Giannino in lacrime «Se serve mi ritiro Decide la direzione»
ROMA — Oscar Giannino ha in tasca un diploma di scuola superiore e nulla più. Non ha conseguito alcun master alla Chicago Booth School of Business, non è laureato in Economia e nemmeno in Giurisprudenza, corso di studi di cui avrebbe sostenuto solo «alcuni esami» a Torino. Il leader di Fermare il declino, brillante autodidatta, ha ammesso la «bugia». Le sue credenziali accademiche sono false, la sua biografia che rimbalza sul web sarebbe opera di «uno stagista che l’ha presa da Wikipedia». Il problema è che sul web è spuntato un altro video, del primo dicembre 2012, in cui Giannino si vanta di un «master a Chicago in Corporate and public finance».
E così, al giornalista che fondò il partito della meritocrazia e della trasparenza non resta che chiedere scusa: «Ho commesso un gravissimo errore. È stato un clamoroso autogol, che crea un vantaggio a Berlusconi e a Bersani. Chiedo scusa a tutti… Sono disposto a sparire nel nulla».
A sera, dal tg di Enrico Mentana, Giannino conferma che oggi si presenterà «com’è ovvio» dimissionario davanti alla direzione del partito, che metterà ai voti il suo futuro politico: «Se eletto sono pronto a rinunciare al seggio. Viva la trasparenza». Per il commentatore che volle farsi professore è stato il giorno del mea culpa, dell’amarezza e delle lacrime. Al termine della conferenza stampa nella sede di Fare, Giannino ha gli occhi lucidi al pensiero della moglie Margherita, «gioiosamente sposata» sedici mesi fa con una cerimonia buffa che fece notizia. Abito di velluto a righe, panciotto giallo oro e cravatta arancione, il leader disarcionato riceve un cronista via l’altro: «Avevo messo in conto che se mi fossi candidato mi avrebbero fatto barba e capelli, ma ho preso uno schiaffo che lascerà il segno. Non mi aspettavo che la sberla sarebbe arrivata dall’interno del partito». I suoi parlano di un complotto del Pdl, ma lui ci va cauto: «Non sospetto nulla. Su Berlusconi non faccio illazioni manco morto e del complotto non dico niente perché non ho le prove. L’autogol è il mio, quel che sorprende che a fischiarlo sia stato uno dei fondatori, Luigi Zingales». L’economista le ha chiesto «in ginocchio» di dire la verità ai dirigenti e agli italiani, perché lei non lo ha fatto? «Zingales mi ha cercato venerdì dall’Illinois, sabato ho provato a chiamarlo e domenica da Matera ho spiegato l’incidente, ma a lui non è bastato». Zingales ha parlato di tradimento. E lei, si sente tradito? «In politica non ci sono i tradimenti, ci sono le opinioni — risponde Giannino —. Quelle espresse da Zingales nella sua lettera sono molto americane, ma le conseguenze saranno italianissime».

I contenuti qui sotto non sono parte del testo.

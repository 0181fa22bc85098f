//! Error types for the Trishul pipeline
//!
//! Every error the core raises, plus the ones the transport and plugins
//! share with it.

use std::error::Error as StdError;
use std::io;
use thiserror::Error;

use crate::types::StageRole;

/// Boxed error kept as the cause of a must-stop condition.
pub type BoxedCause = Box<dyn StdError + Send + Sync + 'static>;

#[derive(Error, Debug)]
pub enum TrishulError {
    #[error("{0} stage input queue is closed")]
    QueueClosed(StageRole),

    #[error("{0} stage was already started")]
    AlreadyStarted(StageRole),

    #[error("{0} stage does not accept routed work items")]
    NotRoutable(StageRole),

    #[error("{stage} stage emitted a malformed work item: {reason}")]
    ProtocolViolation { stage: StageRole, reason: String },

    #[error("{role} stage crashed: {message}")]
    StageCrashed { role: StageRole, message: String },

    #[error("{message}")]
    MustStop {
        message: String,
        #[source]
        source: Option<BoxedCause>,
    },

    #[error("Scan stopped by user request")]
    MustStopByUserRequest,

    #[error("HTTP error: {0}")]
    Http(String),

    #[error("Timeout error: {0}")]
    Timeout(String),

    #[error("I/O error: {0}")]
    Io(#[from] io::Error),

    #[error("Invalid target: {0}")]
    InvalidTarget(String),

    #[error("Configuration error: {0}")]
    Config(String),

    #[error("Parse error: {0}")]
    Parse(String),

    #[error("Unsupported: {0}")]
    Unsupported(String),
}

impl TrishulError {
    /// Build a must-stop error that keeps the original cause.
    pub fn must_stop(message: impl Into<String>, cause: impl Into<BoxedCause>) -> Self {
        Self::MustStop {
            message: message.into(),
            source: Some(cause.into()),
        }
    }

    /// Fatal errors abort the whole scan instead of being logged and absorbed.
    #[inline]
    #[must_use]
    pub const fn is_fatal(&self) -> bool {
        matches!(self, Self::MustStop { .. } | Self::MustStopByUserRequest)
    }
}

/// Result type alias for Trishul operations
pub type TrishulResult<T> = Result<T, TrishulError>;

/// Walk an `anyhow` chain looking for a fatal `TrishulError`.
pub fn is_fatal_error(err: &anyhow::Error) -> bool {
    err.chain()
        .filter_map(|cause| cause.downcast_ref::<TrishulError>())
        .any(TrishulError::is_fatal)
}
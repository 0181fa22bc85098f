//! Trishul Plugins - built-in plugins for every stage role
//!
//! Plugins are selected by name per role ([`PluginSelection`]) and built
//! into a [`PluginSet`](trishul_common::PluginSet) with [`build_plugins`].

mod basic_auth;
mod cookie_session;
mod error_pages;
mod options;
mod reflected_input;
mod registry;
mod server_header;
mod web_spider;

#[cfg(test)]
mod testing;

pub use basic_auth::BasicAuth;
pub use cookie_session::CookieSession;
pub use error_pages::ErrorPages;
pub use options::{PluginOptions, PluginSelection};
pub use reflected_input::ReflectedInput;
pub use registry::{available_plugins, build_plugins, PluginInfo, PluginKind};
pub use server_header::ServerHeader;
pub use web_spider::WebSpider;
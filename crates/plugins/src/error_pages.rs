//! error_pages: database errors and stack traces leaking into responses

use anyhow::Result;
use async_trait::async_trait;
use once_cell::sync::Lazy;
use parking_lot::Mutex;
use regex::Regex;
use std::collections::HashSet;
use tracing::debug;

use trishul_common::{Finding, FuzzableRequest, GrepPlugin, HttpResponse, Plugin, PluginContext, Severity};

pub const NAME: &str = "error_pages";

struct ErrorPattern {
    regex: Regex,
    title: &'static str,
    severity: Severity,
}

static ERROR_PATTERNS: Lazy<Vec<ErrorPattern>> = Lazy::new(|| {
    [
        (r"(?i)you have an error in your sql syntax", "MySQL error message", Severity::Medium),
        (r"(?i)unclosed quotation mark after the character string", "SQL Server error message", Severity::Medium),
        (r"(?i)microsoft ole db provider for", "OLE DB error message", Severity::Medium),
        (r"(?i)pg_query\(\)|org\.postgresql\.util\.PSQLException", "PostgreSQL error message", Severity::Medium),
        (r"Traceback \(most recent call last\)", "Python stack trace", Severity::Low),
        (r"(?m)^\s*at [\w$.]+\(\w+\.java:\d+\)", "Java stack trace", Severity::Low),
        (r"(?i)<b>(?:warning|fatal error)</b>:.+ on line <b>\d+</b>", "PHP error message", Severity::Low),
    ]
    .into_iter()
    .map(|(pattern, title, severity)| ErrorPattern {
        regex: Regex::new(pattern).unwrap(),
        title,
        severity,
    })
    .collect()
});

/// Reports each kind of error once per page (query string ignored).
#[derive(Default)]
pub struct ErrorPages {
    reported: Mutex<HashSet<(String, &'static str)>>,
}

impl ErrorPages {
    pub fn new() -> Self {
        Self::default()
    }
}

#[async_trait]
impl Plugin for ErrorPages {
    fn name(&self) -> &str {
        NAME
    }

    async fn end(&self, _ctx: &PluginContext) -> Result<()> {
        debug!("{} reported {} error page(s)", NAME, self.reported.lock().len());
        Ok(())
    }
}

#[async_trait]
impl GrepPlugin for ErrorPages {
    async fn grep(&self, request: &FuzzableRequest, response: &HttpResponse, ctx: &PluginContext) -> Result<()> {
        if !response.is_text() {
            return Ok(());
        }
        let mut page = request.url.clone();
        page.set_query(None);
        page.set_fragment(None);

        for pattern in ERROR_PATTERNS.iter() {
            if !pattern.regex.is_match(&response.body) {
                continue;
            }
            if self.reported.lock().insert((page.to_string(), pattern.title)) {
                ctx.kb.add_finding(
                    Finding::new(NAME, pattern.severity, pattern.title, request.url.clone())
                        .with_description(format!("HTTP {} response contains a {}", response.status, pattern.title)),
                );
            }
        }
        Ok(())
    }
}
//! Knowledge base: the results registry shared by every stage.
//!
//! Cloning is cheap; all clones see the same data.

use parking_lot::RwLock;
use serde::Serialize;
use std::collections::{BTreeMap, HashSet};
use std::sync::Arc;

use crate::types::{Finding, FuzzableRequest};

#[derive(Debug, Default)]
struct KbInner {
    known_requests: HashSet<FuzzableRequest>,
    findings: Vec<Finding>,
    info: BTreeMap<String, Vec<String>>,
}

#[derive(Debug, Clone, Default)]
pub struct KnowledgeBase {
    inner: Arc<RwLock<KbInner>>,
}

/// Point-in-time copy of the knowledge base, used for reporting.
#[derive(Debug, Clone, Serialize)]
pub struct KbSnapshot {
    pub known_requests: usize,
    pub findings: Vec<Finding>,
    pub info: BTreeMap<String, Vec<String>>,
}

impl KnowledgeBase {
    pub fn new() -> Self {
        Self::default()
    }

    /// Record a fuzzable request; returns false when it was already known.
    pub fn add_fuzzable_request(&self, request: &FuzzableRequest) -> bool {
        let mut inner = self.inner.write();
        if inner.known_requests.contains(request) {
            return false;
        }
        inner.known_requests.insert(request.clone());
        true
    }

    pub fn is_known(&self, request: &FuzzableRequest) -> bool {
        self.inner.read().known_requests.contains(request)
    }

    pub fn known_request_count(&self) -> usize {
        self.inner.read().known_requests.len()
    }

    pub fn add_finding(&self, finding: Finding) {
        self.inner.write().findings.push(finding);
    }

    pub fn findings(&self) -> Vec<Finding> {
        self.inner.read().findings.clone()
    }

    /// Append a free-form value under `key`, skipping duplicates.
    pub fn add_info(&self, key: impl Into<String>, value: impl Into<String>) {
        let value = value.into();
        let mut inner = self.inner.write();
        let values = inner.info.entry(key.into()).or_default();
        if !values.contains(&value) {
            values.push(value);
        }
    }

    pub fn info(&self, key: &str) -> Vec<String> {
        self.inner.read().info.get(key).cloned().unwrap_or_default()
    }

    pub fn snapshot(&self) -> KbSnapshot {
        let inner = self.inner.read();
        KbSnapshot {
            known_requests: inner.known_requests.len(),
            findings: inner.findings.clone(),
            info: inner.info.clone(),
        }
    }
}
//! Plugin selection and per-plugin options

use anyhow::{Context, Result};
use serde::{Deserialize, Serialize};
use std::collections::BTreeMap;
use std::str::FromStr;

/// String options for one plugin, as written in a scan profile.
#[derive(Debug, Clone, Default, PartialEq, Eq, Serialize, Deserialize)]
#[serde(transparent)]
pub struct PluginOptions(BTreeMap<String, String>);

impl PluginOptions {
    pub fn new() -> Self {
        Self::default()
    }

    pub fn with(mut self, key: impl Into<String>, value: impl Into<String>) -> Self {
        self.0.insert(key.into(), value.into());
        self
    }

    pub fn set(&mut self, key: impl Into<String>, value: impl Into<String>) {
        self.0.insert(key.into(), value.into());
    }

    pub fn get(&self, key: &str) -> Option<&str> {
        self.0.get(key).map(String::as_str)
    }

    pub fn require(&self, plugin: &str, key: &str) -> Result<&str> {
        self.get(key)
            .with_context(|| format!("plugin {} requires option '{}'", plugin, key))
    }

    /// Comma separated list; blank entries are dropped.
    pub fn list(&self, key: &str) -> Option<Vec<String>> {
        self.get(key).map(|raw| {
            raw.split(',')
                .map(str::trim)
                .filter(|s| !s.is_empty())
                .map(str::to_string)
                .collect()
        })
    }

    pub fn parse<T>(&self, plugin: &str, key: &str) -> Result<Option<T>>
    where
        T: FromStr,
        T::Err: std::error::Error + Send + Sync + 'static,
    {
        self.get(key)
            .map(|raw| {
                raw.parse::<T>()
                    .with_context(|| format!("invalid value '{}' for {}.{}", raw, plugin, key))
            })
            .transpose()
    }

    fn merge(&mut self, other: PluginOptions) {
        self.0.extend(other.0);
    }
}

/// Plugin names per role plus their options.
#[derive(Debug, Clone, Default, PartialEq, Eq, Serialize, Deserialize)]
#[serde(default)]
pub struct PluginSelection {
    pub crawl: Vec<String>,
    pub infrastructure: Vec<String>,
    pub audit: Vec<String>,
    pub bruteforce: Vec<String>,
    pub auth: Vec<String>,
    pub grep: Vec<String>,
    pub options: BTreeMap<String, PluginOptions>,
}

impl PluginSelection {
    pub fn is_empty(&self) -> bool {
        self.crawl.is_empty()
            && self.infrastructure.is_empty()
            && self.audit.is_empty()
            && self.bruteforce.is_empty()
            && self.auth.is_empty()
            && self.grep.is_empty()
    }

    pub fn options_for(&self, plugin: &str) -> PluginOptions {
        self.options.get(plugin).cloned().unwrap_or_default()
    }

    /// Layer `overrides` on top: a non-empty role list replaces ours, and
    /// options are merged key by key.
    pub fn overridden_by(mut self, overrides: PluginSelection) -> Self {
        fn replace(base: &mut Vec<String>, other: Vec<String>) {
            if !other.is_empty() {
                *base = other;
            }
        }
        replace(&mut self.crawl, overrides.crawl);
        replace(&mut self.infrastructure, overrides.infrastructure);
        replace(&mut self.audit, overrides.audit);
        replace(&mut self.bruteforce, overrides.bruteforce);
        replace(&mut self.auth, overrides.auth);
        replace(&mut self.grep, overrides.grep);
        for (plugin, options) in overrides.options {
            self.options.entry(plugin).or_default().merge(options);
        }
        self
    }
}
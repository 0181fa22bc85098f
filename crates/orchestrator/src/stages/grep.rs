//! Grep stage: passive inspection of every HTTP response

use async_trait::async_trait;
use std::sync::Arc;
use std::time::Duration;
use tracing::debug;

use super::end_plugins;
use crate::consumer::{Feeder, StageContext, StageCore};
use crate::worker::{Fetch, Worker};
use trishul_common::{
    FuzzableRequest, GrepPlugin, HttpResponse, PluginContext, ResponseObserver, StageRole, TrishulResult,
};

/// How long the transport waits for room in a full grep queue.
pub const DEFAULT_SEND_TIMEOUT: Duration = Duration::from_millis(500);

/// One request/response pair queued for inspection.
#[derive(Debug, Clone)]
pub struct Inspection {
    pub request: FuzzableRequest,
    pub response: HttpResponse,
}

/// Not routable: fed by the transport through a [`GrepSink`].
pub struct GrepStage {
    core: StageCore<Inspection>,
    plugins: Vec<Arc<dyn GrepPlugin>>,
    ctx: PluginContext,
    send_timeout: Duration,
}

impl GrepStage {
    pub fn new(plugins: Vec<Arc<dyn GrepPlugin>>, ctx: PluginContext, capacity: usize) -> Self {
        Self {
            core: StageCore::new(StageRole::Grep, capacity),
            plugins,
            ctx,
            send_timeout: DEFAULT_SEND_TIMEOUT,
        }
    }

    pub fn with_send_timeout(mut self, send_timeout: Duration) -> Self {
        self.send_timeout = send_timeout;
        self
    }

    /// Observer to install into the transport.
    pub fn sink(&self) -> GrepSink {
        GrepSink {
            feeder: self.core.feeder(),
            send_timeout: self.send_timeout,
        }
    }
}

/// Feeds responses into the grep queue. A response that cannot be queued in
/// time, or arrives after shutdown, is dropped.
pub struct GrepSink {
    feeder: Feeder<Inspection>,
    send_timeout: Duration,
}

#[async_trait]
impl ResponseObserver for GrepSink {
    async fn observe(&self, request: &FuzzableRequest, response: &HttpResponse) {
        let inspection = Inspection {
            request: request.clone(),
            response: response.clone(),
        };
        if let Err(e) = self.feeder.push_timeout(inspection, self.send_timeout).await {
            debug!("Response for {} not inspected: {}", request.url, e);
        }
    }
}

#[async_trait]
impl Worker for GrepStage {
    fn role(&self) -> StageRole {
        StageRole::Grep
    }

    fn start(&mut self) -> TrishulResult<()> {
        let plugins = self.plugins.clone();
        let ctx = self.ctx.clone();
        self.core.spawn(move |mut stage: StageContext<Inspection>| async move {
            while let Some(inspection) = stage.inbox.next().await {
                for plugin in &plugins {
                    if let Err(e) = plugin.grep(&inspection.request, &inspection.response, &ctx).await {
                        stage.out.failure(Some(plugin.name()), e);
                    }
                }
                stage.inbox.done();
            }
            if !stage.inbox.is_cancelled() {
                end_plugins(&plugins, &ctx, &stage.out).await;
            }
        })
    }

    async fn fetch_result(&mut self, timeout: Duration) -> Fetch {
        self.core.fetch(timeout).await
    }

    fn has_pending_work(&self) -> bool {
        self.core.has_pending_work()
    }

    fn terminate(&self) {
        self.core.terminate();
    }

    async fn join(&mut self) -> TrishulResult<()> {
        self.core.join().await
    }
}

Oggi il candidato premier darà le dimissioni davanti alla direzione del suo partito, convocata in un hotel vicino alla stazione Termini. Il parlamentino non si è mai riunito, nessuno sa con esattezza quanti siano i suoi membri. «Oscar ha commesso un peccato veniale, superato dalle scuse e dall’impegno e se chiederà un sì unanime alla sua riconferma — prevede il notaio Angelo Busani, uno dei promotori di Fare — di certo lo otterrà ». Ma l’aria che tira non è quella di una assoluzione piena. Che il partito sia «spaccato» tra condanna e perdono lo dice lo stesso Giannino e Riccardo Gallo, altro fondatore di Fare, ammette di «far fatica ad assolvere Oscar» per aver gettato il movimento in un mare di guai. «La direzione non finirà a tarallucci e vino, non siamo disposti a passarci sopra in modo superficiale — rivela Gallo — Però vogliamo che il partito vada avanti perché è l’ultima spiaggia, una specie di primavera di Praga. Un fiume in piena che Zingales ha provato a stoppare». Il professore, che insegna a Chicago, dopo aver smascherato il falso master di Giannino ha lasciato il partito e non sembra intenzionato a tornare indietro: «È una vicenda triste e io non voglio speculare. Quello che dovevo dire, l’ho detto».